=== Begin Enclosure ===

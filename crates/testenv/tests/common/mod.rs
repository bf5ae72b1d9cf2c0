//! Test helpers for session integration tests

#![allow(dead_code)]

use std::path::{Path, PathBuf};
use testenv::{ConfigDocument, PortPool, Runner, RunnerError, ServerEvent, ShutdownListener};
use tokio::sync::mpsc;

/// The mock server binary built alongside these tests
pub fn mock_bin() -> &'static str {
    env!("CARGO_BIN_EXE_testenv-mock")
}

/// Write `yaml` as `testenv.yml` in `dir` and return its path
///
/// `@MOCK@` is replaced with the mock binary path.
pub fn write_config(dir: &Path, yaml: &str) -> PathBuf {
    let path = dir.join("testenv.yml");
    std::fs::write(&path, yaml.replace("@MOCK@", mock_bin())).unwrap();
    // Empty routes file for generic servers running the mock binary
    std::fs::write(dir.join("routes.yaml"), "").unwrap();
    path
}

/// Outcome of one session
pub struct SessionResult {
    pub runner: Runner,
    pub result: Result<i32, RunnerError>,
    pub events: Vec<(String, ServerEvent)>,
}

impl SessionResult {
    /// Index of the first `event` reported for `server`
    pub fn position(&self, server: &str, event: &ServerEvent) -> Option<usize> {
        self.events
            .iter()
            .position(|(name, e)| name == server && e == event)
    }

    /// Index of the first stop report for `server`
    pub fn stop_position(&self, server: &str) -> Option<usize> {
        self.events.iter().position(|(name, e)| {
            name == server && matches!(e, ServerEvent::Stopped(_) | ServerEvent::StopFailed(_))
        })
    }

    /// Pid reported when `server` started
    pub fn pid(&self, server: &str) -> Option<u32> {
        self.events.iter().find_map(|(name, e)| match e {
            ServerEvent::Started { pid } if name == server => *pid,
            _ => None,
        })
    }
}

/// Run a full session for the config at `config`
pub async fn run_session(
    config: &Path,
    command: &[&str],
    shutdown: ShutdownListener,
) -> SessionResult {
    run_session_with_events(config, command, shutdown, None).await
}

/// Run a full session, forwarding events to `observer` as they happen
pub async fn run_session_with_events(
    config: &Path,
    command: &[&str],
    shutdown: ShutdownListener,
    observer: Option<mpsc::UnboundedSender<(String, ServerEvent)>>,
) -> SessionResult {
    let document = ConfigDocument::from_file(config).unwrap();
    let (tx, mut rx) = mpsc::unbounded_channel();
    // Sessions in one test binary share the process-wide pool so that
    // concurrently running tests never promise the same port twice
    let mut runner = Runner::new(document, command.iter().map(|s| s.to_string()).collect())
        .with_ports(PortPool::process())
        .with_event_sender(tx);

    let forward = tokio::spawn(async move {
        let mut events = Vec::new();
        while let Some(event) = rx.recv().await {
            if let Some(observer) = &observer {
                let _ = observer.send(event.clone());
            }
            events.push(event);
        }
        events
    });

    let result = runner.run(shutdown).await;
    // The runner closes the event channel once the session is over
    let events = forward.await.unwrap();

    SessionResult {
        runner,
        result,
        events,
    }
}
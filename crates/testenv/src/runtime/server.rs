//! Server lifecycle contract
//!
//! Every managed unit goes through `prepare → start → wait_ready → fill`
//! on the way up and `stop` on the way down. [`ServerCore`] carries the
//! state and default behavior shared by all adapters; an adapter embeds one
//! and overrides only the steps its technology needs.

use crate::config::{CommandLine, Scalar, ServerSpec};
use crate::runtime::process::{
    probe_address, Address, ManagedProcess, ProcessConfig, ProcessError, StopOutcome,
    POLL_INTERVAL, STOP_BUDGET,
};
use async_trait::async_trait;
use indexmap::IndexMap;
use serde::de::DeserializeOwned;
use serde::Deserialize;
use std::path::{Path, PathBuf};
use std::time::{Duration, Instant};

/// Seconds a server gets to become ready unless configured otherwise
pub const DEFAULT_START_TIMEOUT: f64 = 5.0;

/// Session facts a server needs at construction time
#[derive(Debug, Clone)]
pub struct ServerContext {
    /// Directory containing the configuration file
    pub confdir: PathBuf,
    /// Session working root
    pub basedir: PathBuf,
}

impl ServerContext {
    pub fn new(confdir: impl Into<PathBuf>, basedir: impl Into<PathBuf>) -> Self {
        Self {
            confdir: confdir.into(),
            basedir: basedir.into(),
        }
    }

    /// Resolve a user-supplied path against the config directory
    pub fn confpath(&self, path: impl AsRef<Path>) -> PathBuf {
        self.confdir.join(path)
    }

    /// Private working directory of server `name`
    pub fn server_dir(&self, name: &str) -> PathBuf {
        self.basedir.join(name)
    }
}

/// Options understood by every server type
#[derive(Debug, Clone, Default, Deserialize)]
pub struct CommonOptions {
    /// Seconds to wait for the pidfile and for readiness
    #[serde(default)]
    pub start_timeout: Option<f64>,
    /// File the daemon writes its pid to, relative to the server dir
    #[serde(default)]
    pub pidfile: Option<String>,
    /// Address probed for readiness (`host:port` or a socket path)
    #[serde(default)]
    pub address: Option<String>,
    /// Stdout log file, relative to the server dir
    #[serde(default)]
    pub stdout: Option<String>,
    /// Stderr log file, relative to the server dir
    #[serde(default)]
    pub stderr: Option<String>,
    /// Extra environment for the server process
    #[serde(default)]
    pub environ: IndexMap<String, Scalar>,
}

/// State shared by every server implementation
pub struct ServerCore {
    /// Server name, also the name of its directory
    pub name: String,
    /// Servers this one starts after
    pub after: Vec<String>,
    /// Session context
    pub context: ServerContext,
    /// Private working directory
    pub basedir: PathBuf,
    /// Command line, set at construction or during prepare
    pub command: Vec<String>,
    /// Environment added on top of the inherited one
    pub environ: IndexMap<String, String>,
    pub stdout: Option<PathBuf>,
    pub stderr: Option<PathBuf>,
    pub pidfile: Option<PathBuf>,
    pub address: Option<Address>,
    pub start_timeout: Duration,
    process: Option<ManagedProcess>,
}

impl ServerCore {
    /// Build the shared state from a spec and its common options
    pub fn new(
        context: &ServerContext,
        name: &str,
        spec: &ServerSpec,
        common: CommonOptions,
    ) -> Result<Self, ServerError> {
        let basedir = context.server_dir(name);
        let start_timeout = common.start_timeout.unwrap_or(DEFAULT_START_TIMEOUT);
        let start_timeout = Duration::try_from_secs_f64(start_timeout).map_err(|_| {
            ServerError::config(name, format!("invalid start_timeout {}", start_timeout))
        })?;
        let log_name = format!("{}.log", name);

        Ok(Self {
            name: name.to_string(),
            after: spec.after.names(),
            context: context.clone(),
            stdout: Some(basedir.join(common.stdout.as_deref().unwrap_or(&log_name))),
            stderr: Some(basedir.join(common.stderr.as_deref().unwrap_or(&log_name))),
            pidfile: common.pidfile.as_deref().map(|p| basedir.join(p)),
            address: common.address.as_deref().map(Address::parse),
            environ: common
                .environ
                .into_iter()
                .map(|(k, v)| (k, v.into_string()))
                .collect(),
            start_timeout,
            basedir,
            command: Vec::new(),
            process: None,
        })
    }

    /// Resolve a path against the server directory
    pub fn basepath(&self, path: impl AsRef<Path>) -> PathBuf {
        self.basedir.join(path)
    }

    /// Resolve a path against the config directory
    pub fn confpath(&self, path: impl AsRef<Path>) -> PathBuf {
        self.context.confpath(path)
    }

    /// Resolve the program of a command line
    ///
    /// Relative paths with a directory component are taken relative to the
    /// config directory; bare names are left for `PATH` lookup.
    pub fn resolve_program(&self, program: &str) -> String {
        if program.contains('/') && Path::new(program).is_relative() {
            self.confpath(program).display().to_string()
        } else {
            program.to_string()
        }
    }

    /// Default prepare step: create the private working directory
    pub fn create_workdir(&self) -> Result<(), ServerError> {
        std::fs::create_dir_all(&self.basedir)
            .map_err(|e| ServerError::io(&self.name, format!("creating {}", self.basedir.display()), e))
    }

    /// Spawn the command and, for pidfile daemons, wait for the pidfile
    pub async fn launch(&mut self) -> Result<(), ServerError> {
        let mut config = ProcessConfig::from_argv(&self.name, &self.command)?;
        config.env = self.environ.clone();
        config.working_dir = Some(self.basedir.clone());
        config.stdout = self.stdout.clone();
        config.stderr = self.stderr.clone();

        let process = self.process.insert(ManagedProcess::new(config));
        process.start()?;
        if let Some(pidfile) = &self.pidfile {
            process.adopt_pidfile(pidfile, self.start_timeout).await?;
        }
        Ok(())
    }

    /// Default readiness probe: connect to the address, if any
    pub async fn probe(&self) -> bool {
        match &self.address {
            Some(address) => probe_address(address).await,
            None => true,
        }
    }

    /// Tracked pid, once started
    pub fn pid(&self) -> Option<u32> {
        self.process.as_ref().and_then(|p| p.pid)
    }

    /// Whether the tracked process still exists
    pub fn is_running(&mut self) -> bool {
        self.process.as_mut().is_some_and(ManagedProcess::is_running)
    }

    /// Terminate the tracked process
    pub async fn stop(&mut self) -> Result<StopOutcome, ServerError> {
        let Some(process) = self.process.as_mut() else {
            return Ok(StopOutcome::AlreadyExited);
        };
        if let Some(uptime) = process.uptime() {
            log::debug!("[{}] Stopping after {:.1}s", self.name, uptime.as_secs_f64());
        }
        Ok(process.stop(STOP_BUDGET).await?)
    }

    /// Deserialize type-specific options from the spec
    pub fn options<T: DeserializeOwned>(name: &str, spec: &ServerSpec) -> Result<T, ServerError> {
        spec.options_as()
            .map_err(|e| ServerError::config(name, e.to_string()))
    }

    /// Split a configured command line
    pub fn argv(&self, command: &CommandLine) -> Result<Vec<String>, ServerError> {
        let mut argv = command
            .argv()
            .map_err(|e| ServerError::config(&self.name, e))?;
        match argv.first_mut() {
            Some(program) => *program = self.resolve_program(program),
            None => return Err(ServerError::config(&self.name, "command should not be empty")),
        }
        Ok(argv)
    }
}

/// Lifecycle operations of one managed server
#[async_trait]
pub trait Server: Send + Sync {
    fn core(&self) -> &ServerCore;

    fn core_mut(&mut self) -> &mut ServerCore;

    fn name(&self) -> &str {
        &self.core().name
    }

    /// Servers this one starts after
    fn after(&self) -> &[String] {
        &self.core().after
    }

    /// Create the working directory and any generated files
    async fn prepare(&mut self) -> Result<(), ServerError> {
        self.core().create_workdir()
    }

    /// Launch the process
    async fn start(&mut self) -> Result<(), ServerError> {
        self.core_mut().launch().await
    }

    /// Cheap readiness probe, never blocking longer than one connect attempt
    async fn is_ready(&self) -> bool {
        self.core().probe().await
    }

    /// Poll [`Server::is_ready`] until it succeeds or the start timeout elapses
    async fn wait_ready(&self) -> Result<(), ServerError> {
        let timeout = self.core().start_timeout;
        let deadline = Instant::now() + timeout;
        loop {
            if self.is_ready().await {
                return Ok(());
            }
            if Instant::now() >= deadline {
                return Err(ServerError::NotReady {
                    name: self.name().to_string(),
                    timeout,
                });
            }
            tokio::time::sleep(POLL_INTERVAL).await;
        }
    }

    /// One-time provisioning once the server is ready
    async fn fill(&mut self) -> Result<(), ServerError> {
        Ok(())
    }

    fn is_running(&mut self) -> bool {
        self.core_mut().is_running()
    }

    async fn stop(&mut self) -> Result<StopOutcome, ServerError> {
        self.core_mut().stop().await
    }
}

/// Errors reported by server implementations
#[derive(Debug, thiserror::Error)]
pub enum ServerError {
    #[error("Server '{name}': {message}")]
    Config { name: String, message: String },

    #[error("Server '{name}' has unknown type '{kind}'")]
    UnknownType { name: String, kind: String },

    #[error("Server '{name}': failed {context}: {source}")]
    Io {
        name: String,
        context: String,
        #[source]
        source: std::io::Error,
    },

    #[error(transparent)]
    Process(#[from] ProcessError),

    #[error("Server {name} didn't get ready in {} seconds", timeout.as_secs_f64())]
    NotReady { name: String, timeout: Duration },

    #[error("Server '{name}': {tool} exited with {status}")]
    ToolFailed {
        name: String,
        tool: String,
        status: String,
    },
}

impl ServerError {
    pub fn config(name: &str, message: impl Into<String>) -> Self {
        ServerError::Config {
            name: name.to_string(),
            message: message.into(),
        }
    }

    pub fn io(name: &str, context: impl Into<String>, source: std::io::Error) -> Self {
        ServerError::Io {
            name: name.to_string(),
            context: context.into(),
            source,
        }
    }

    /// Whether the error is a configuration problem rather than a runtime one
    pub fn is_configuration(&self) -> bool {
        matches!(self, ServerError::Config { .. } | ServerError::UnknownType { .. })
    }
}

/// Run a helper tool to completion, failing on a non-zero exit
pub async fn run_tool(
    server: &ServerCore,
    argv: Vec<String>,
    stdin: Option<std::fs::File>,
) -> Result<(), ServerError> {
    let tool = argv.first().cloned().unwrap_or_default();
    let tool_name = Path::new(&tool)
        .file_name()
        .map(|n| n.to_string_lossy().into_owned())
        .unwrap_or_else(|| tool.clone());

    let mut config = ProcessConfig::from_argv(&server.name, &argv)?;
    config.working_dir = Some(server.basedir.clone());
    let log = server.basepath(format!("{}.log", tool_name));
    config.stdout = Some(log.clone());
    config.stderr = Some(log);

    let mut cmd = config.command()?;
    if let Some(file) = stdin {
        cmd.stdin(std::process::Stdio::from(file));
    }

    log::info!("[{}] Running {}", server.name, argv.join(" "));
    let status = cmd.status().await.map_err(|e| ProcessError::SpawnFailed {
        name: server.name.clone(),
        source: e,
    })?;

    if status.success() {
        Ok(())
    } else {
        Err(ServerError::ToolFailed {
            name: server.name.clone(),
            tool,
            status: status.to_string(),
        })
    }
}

=== End Enclosure ===

## To do
Looking at the records above, state the number of lines where the word "kind" occurs, and write nothing beyond it.

## Result for this exercise
2